The Spiritual Practice of You
September is Self-Improvement Month
YOU
If you are reading this right now, pause and meditate on these words: “YOU are God’s Beloved.” “YOU are wanted.” “YOU are loved.” Now if you are in a place emotionally or mentally where this does not feel true, then change the word YOU to I and use this a trailing mantra: I am wanted, I am, I. When you come to the I, understand that that is you that you are talking about. Self Improvement starts with you.
Self Help Month
September is self-help month, and I would like to offer my reflections on how we can better ourselves on the path of becoming. We are all a work in progress. When we engage in thinking about ourselves as a spiritual practice, it challenges us to see ourselves as God sees us, as beloved children of God. Also, co-creators of all that exists, in union with God.

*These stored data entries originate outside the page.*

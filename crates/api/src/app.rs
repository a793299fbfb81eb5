use axum::{
    middleware,
    routing::{delete, get, post, put},
    Router,
};
use shared::jwt::{JwtConfig, JwtError};
use sqlx::PgPool;
use std::sync::Arc;
use std::time::Duration;
use tower_http::{
    compression::CompressionLayer,
    cors::{AllowOrigin, Any, CorsLayer},
    timeout::TimeoutLayer,
    trace::TraceLayer,
};

use crate::config::Config;
use crate::middleware::{metrics_handler, metrics_middleware, trace_id};
use crate::routes::{auth, competitions, groups, health, invitations, restaurants, users};

#[derive(Clone)]
pub struct AppState {
    pub pool: PgPool,
    pub config: Arc<Config>,
    pub jwt: Arc<JwtConfig>,
}

impl AppState {
    /// Parses the configured RS256 key pair once for the process lifetime.
    pub fn new(config: Config, pool: PgPool) -> Result<Self, JwtError> {
        let (private_key, public_key) = config.jwt.normalized_keys();
        let jwt = JwtConfig::from_rsa_pem(
            &private_key,
            &public_key,
            config.jwt.access_token_expiry_secs,
            config.jwt.leeway_secs,
        )?;

        Ok(Self {
            pool,
            config: Arc::new(config),
            jwt: Arc::new(jwt),
        })
    }
}

pub fn create_app(config: Config, pool: PgPool) -> Result<Router, JwtError> {
    Ok(router(AppState::new(config, pool)?))
}

fn cors_layer(origins: &[String]) -> CorsLayer {
    let layer = CorsLayer::new().allow_methods(Any).allow_headers(Any);
    if origins.is_empty() {
        layer.allow_origin(Any)
    } else {
        let origins: Vec<_> = origins.iter().filter_map(|o| o.parse().ok()).collect();
        layer.allow_origin(AllowOrigin::list(origins))
    }
}

/// Builds the full router around an existing state.
pub fn router(state: AppState) -> Router {
    let config = state.config.clone();

    // Handlers authenticate through the `UserAuth` extractor.
    let api_routes = Router::new()
        // Auth
        .route("/api/v1/auth/register", post(auth::register))
        .route("/api/v1/auth/login", post(auth::login))
        .route("/api/v1/users", get(users::list_users))
        .route(
            "/api/v1/users/me",
            get(users::get_current_user).patch(users::update_current_user),
        )
        // Groups
        .route(
            "/api/v1/groups",
            post(groups::create_group).get(groups::list_groups),
        )
        .route(
            "/api/v1/groups/:group_id",
            get(groups::get_group)
                .put(groups::update_group)
                .delete(groups::delete_group),
        )
        .route("/api/v1/groups/:group_id/members", get(groups::list_members))
        .route(
            "/api/v1/groups/:group_id/members/:user_id",
            delete(groups::remove_member),
        )
        .route("/api/v1/groups/:group_id/join", post(groups::join_group))
        .route(
            "/api/v1/groups/:group_id/favorite",
            post(groups::toggle_favorite),
        )
        // Invitations
        .route(
            "/api/v1/groups/:group_id/invitations",
            post(invitations::create_invitation).get(invitations::list_invitations),
        )
        .route(
            "/api/v1/groups/:group_id/invitations/:token",
            delete(invitations::revoke_invitation),
        )
        .route(
            "/api/v1/invitations/:token",
            get(invitations::verify_invitation),
        )
        .route(
            "/api/v1/invitations/:token/join",
            post(invitations::join_invitation),
        )
        // Competitions
        .route(
            "/api/v1/competitions",
            post(competitions::create_competition).get(competitions::list_competitions),
        )
        .route(
            "/api/v1/competitions/:competition_id",
            get(competitions::get_competition),
        )
        .route(
            "/api/v1/competitions/:competition_id/status",
            put(competitions::update_status),
        )
        .route(
            "/api/v1/competitions/:competition_id/join",
            post(competitions::join_competition),
        )
        .route(
            "/api/v1/competitions/:competition_id/participants",
            get(competitions::list_participants),
        )
        // Restaurants and ratings
        .route(
            "/api/v1/competitions/:competition_id/restaurants",
            post(restaurants::suggest_restaurant).get(restaurants::list_restaurants),
        )
        .route(
            "/api/v1/restaurants/:restaurant_id",
            get(restaurants::get_restaurant),
        )
        .route(
            "/api/v1/restaurants/:restaurant_id/ratings",
            post(restaurants::submit_rating).get(restaurants::list_ratings),
        );

    let public_routes = Router::new()
        .route("/api/health", get(health::health_check))
        .route("/api/health/ready", get(health::ready))
        .route("/api/health/live", get(health::live))
        .route("/metrics", get(metrics_handler));

    // Global middleware (order matters: bottom layers run first)
    Router::new()
        .merge(public_routes)
        .merge(api_routes)
        .layer(CompressionLayer::new())
        .layer(TimeoutLayer::new(Duration::from_secs(
            config.server.request_timeout_secs,
        )))
        .layer(middleware::from_fn(metrics_middleware))
        .layer(TraceLayer::new_for_http())
        .layer(middleware::from_fn(trace_id))
        .layer(cors_layer(&config.security.cors_origins))
        .with_state(state)
}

I am getting ready to teach an introduction to Philosophy course in October and going through old notes and listening to new material to get ready. I was recently spending time with the Stoics and sometimes overlooked Cynics. We are probably fairly familiar with the Stoics right now with the names Marcus Aurelius, Seneca and Epictetus household names. We are less familiar with Diogenes. Cynics believed in living in accord with nature and opposing conventions. Their major tenets were freedom and parrhesia (free and candid speech) and training and toughness. For the sake of self-help, I want to take a moment to look at Cynical toughness and training.
Train like a Cynic
To be a cynic, one had to be comfortable with being uncomfortable. One had to accept and engage with a life punctuated with challenges. I have made it a life goal to engage in hard experiences . For the cynics, a life of askesis or a life of constant training was their life mission. Diogenes, who I mentioned above believed that the ability to live without the luxuries of what we think we need can be liberating and beneficial.
I have studied contemplation and meditation for all my adult life thus far and you will see this askesis notion punctuated throughout the different monastic traditions. We do not have to go to the extreme measures to model a cynic’s lifestyle to incorporate some of their values in our lives. In Cynicism, we see a thread that reappears in Buddhism, we suffer because we cling. If we can cultivate less reliance on the things around us and the expectations of others and ourselves, we will suffer less. Next week, I will look at Aristotle’s Golden Mean. We need to look at the middle road of Cynic thought. For example, the cynics believed that leisure is the most enviable thing of all. But too much pleasure leads us to hedonism and not enough pleasure can lead to despair, depression and loneliness. The trick here is have what you need and want what you have. The cynic training here is understand that the fewer wants you train yourself to have, the more likely it is you will find satisfaction in life.
A Race Report
All this brings me to last weekend. I did another 25k race. An easy one comparatively and one that I have completed several times at the 50k and 25k distances. But then there is thing I am dealing with around long covid. While I was not as ready as I wanted to be, I still had several ten plus mile runs under my belt going into this event. I am almost at five hundred miles of running for the year, almost one hundred miles ahead of plan over last year. Prior to having COVID, I did one thousand miles of running a year for about ten years.
I arrived in Youngstown, Ohio for the Youngstown Ultra Trail Classic to light rain, but sunny skies. This would be the twentieth running of this event. My mind was ready, my legs were ready, but all the weird pre race COVID things that seem to happen were all there. After I cleared that all up and got squared away, I collected my bib, filled my water bottle and walked over to the start to watch the 50k runners start. Then I went back to my car to mingle with some friends and warm up. Then it was time for the 25k. To say I love this race would be an understatement. Millcreek Park is a Victorian era park much like many of the parks in the Cleveland metro area Emerald Necklace. It is beautiful and relaxing to run through. Unless long COVID issues keep breathing and heart rate regulation a problem.
From the start of the event, breathing issues were a problem and by mile eight, I was struggling to maintain my heart rate, jumping as high as 191 bpm. Ultimately, this would slow me down on the back half of the course as I needed to walk to recover my breathing and heart rate. I would finish about nine minutes slower than my previous 25ks on this course.
This race was a practice in self-talk, mindful awareness and acceptance. The 2024 season has continued to be a sobering reality that my pre COVID endurance days are truly past me. While I recovered well from the event, the event itself was a practice in patience and letting go of expectations and letting the moments arise as they come.
You may be in a similar boat with either your physical health or mental health. I mentioned at the beginning that we are all on the path of becoming. Regardless of if I got COVID or not, at some point all of this was going to have to end. Despite my well-meaning daughter telling me that I am just getting old, I do have to accept that I was not going to stay in my peak 30’s forever. But I am also not giving up, and neither should you.
What the Cynics, the early Greek philosophers, Buddhist and Western monastics can all teach us is to let go of our expectations. To lean into focusing on living and let our living inform our being and our becoming.